╭─ Material provided

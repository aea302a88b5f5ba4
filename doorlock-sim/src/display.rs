//! 16x2 character display rendered as text

use std::io::{self, Write};

use doorlock_core::traits::{TextDisplay, DISPLAY_COLUMNS, DISPLAY_ROWS};

const ROWS: usize = DISPLAY_ROWS as usize;
const COLUMNS: usize = DISPLAY_COLUMNS as usize;

/// Character display that redraws a framed screen into `W` whenever its
/// contents change
pub struct TerminalDisplay<W> {
    cells: [[u8; COLUMNS]; ROWS],
    cursor: (usize, usize),
    shown: Option<[[u8; COLUMNS]; ROWS]>,
    out: W,
}

impl TerminalDisplay<io::Stdout> {
    pub fn stdout() -> Self {
        Self::new(io::stdout())
    }
}

impl<W: Write> TerminalDisplay<W> {
    pub fn new(out: W) -> Self {
        Self {
            cells: [[b' '; COLUMNS]; ROWS],
            cursor: (0, 0),
            shown: None,
            out,
        }
    }

    /// Current screen contents, trailing spaces removed
    pub fn rows(&self) -> [String; ROWS] {
        self.cells
            .map(|row| String::from_utf8_lossy(&row).trim_end().to_string())
    }

    /// Output sink
    pub fn output(&self) -> &W {
        &self.out
    }

    fn render(&mut self) {
        if self.shown == Some(self.cells) {
            return;
        }
        self.shown = Some(self.cells);

        let border = format!("+{}+", "-".repeat(COLUMNS));
        let mut frame = String::new();
        frame.push_str(&border);
        frame.push('\n');
        for row in &self.cells {
            frame.push('|');
            frame.push_str(&String::from_utf8_lossy(row));
            frame.push_str("|\n");
        }
        frame.push_str(&border);
        frame.push('\n');

        if let Err(e) = self.out.write_all(frame.as_bytes()).and_then(|()| self.out.flush()) {
            log::warn!("display output failed: {}", e);
        }
    }
}

impl<W: Write> TextDisplay for TerminalDisplay<W> {
    fn clear(&mut self) {
        self.cells = [[b' '; COLUMNS]; ROWS];
        self.cursor = (0, 0);
    }

    fn set_cursor(&mut self, row: u8, col: u8) {
        self.cursor = (usize::from(row).min(ROWS - 1), usize::from(col).min(COLUMNS));
    }

    fn write(&mut self, text: &str) {
        let (row, mut col) = self.cursor;
        for byte in text.bytes() {
            if col >= COLUMNS {
                break;
            }
            // The controller's character ROM is ASCII only
            self.cells[row][col] = if byte.is_ascii_graphic() || byte == b' ' {
                byte
            } else {
                b'?'
            };
            col += 1;
        }
        self.cursor = (row, col);
        self.render();
    }
}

╰─

> **Task requirements**
Could you state how many lines of the entries contain the word "shown"? Only the number is wanted.

> **Reply**
4